WHAT TO PRODUCE -> When the line containing "impl From<toml::de::Error> for" is reached, begin reproducing lines exactly and continue through the last line of the records below.

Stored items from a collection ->
________
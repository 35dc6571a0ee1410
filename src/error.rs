use thiserror::Error;

#[derive(Error, Debug)]
pub enum ExportError {
    #[error("IO operation failed: {0}")]
    Io(#[from] std::io::Error),

    #[error("Invalid document package: {message}")]
    Package { message: String },

    #[error("Malformed XML in {part}: {message}")]
    Xml { part: String, message: String },

    #[error("Image processing failed: {message}")]
    Image { message: String },

    #[error("Invalid image size: {width}x{height}")]
    InvalidImageSize { width: u32, height: u32 },

    #[error("Invalid target width: {width}")]
    InvalidWidth { width: i64 },

    #[error("Not a valid .docx file: {path}")]
    InvalidDocument { path: String },

    #[error("Configuration error: {message}")]
    Config { message: String },
}

impl ExportError {
    pub(crate) fn xml<S: Into<String>, M: std::fmt::Display>(part: S, message: M) -> Self {
        ExportError::Xml {
            part: part.into(),
            message: message.to_string(),
        }
    }
}

pub trait UserFriendlyError {
    fn user_message(&self) -> String;
    fn suggestion(&self) -> Option<String>;
}

impl UserFriendlyError for ExportError {
    fn user_message(&self) -> String {
        match self {
            ExportError::Package { message } => {
                format!("Could not read the document: {}", message)
            }
            ExportError::Xml { part, message } => {
                format!("The document part {} is malformed: {}", part, message)
            }
            ExportError::Image { message } => {
                format!("Could not convert an embedded image: {}", message)
            }
            ExportError::InvalidImageSize { width, height } => {
                format!("Invalid image size ({}x{})", width, height)
            }
            ExportError::InvalidWidth { width } => {
                format!("Target width must be a positive integer, got {}", width)
            }
            ExportError::InvalidDocument { path } => {
                format!("Not a valid .docx file: {}", path)
            }
            ExportError::Config { message } => {
                format!("Configuration error: {}", message)
            }
            _ => self.to_string(),
        }
    }

    fn suggestion(&self) -> Option<String> {
        match self {
            ExportError::Package { .. } => Some(
                "Make sure the file is a Word document saved in .docx format (not .doc or a renamed file).".to_string()
            ),
            ExportError::Image { .. } => Some(
                "The embedded image may be corrupt or stored in an unsupported format such as EMF/WMF.".to_string()
            ),
            ExportError::InvalidWidth { .. } => Some(
                "Pass a width greater than zero with --width (e.g. --width 500).".to_string()
            ),
            ExportError::InvalidDocument { .. } => Some(
                "Drag a .docx file onto the program or pass its path as the first argument.".to_string()
            ),
            ExportError::Config { .. } => Some(
                "Check your configuration file syntax or regenerate one with --generate-config.".to_string()
            ),
            ExportError::Io(_) => Some(
                "Ensure the output directory is writable and the disk is not full.".to_string()
            ),
            _ => None,
        }
    }
}

impl From<toml::de::Error> for ExportError {
    fn from(error: toml::de::Error) -> Self {
        ExportError::Config {
            message: error.to_string(),
        }
    }
}

impl From<zip::result::ZipError> for ExportError {
    fn from(error: zip::result::ZipError) -> Self {
        match error {
            zip::result::ZipError::Io(e) => ExportError::Io(e),
            other => ExportError::Package {
                message: other.to_string(),
            },
        }
    }
}

impl From<image::ImageError> for ExportError {
    fn from(error: image::ImageError) -> Self {
        match error {
            image::ImageError::IoError(e) => ExportError::Io(e),
            other => ExportError::Image {
                message: other.to_string(),
            },
        }
    }
}

pub type Result<T> = std::result::Result<T, ExportError>;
________
SOLUTION ->
impl From<toml::de::Error> for ExportError {
    fn from(error: toml::de::Error) -> Self {
        ExportError::Config {
            message: error.to_string(),
        }
    }
}

impl From<zip::result::ZipError> for ExportError {
    fn from(error: zip::result::ZipError) -> Self {
        match error {
            zip::result::ZipError::Io(e) => ExportError::Io(e),
            other => ExportError::Package {
                message: other.to_string(),
            },
        }
    }
}

impl From<image::ImageError> for ExportError {
    fn from(error: image::ImageError) -> Self {
        match error {
            image::ImageError::IoError(e) => ExportError::Io(e),
            other => ExportError::Image {
                message: other.to_string(),
            },
        }
    }
}

pub type Result<T> = std::result::Result<T, ExportError>;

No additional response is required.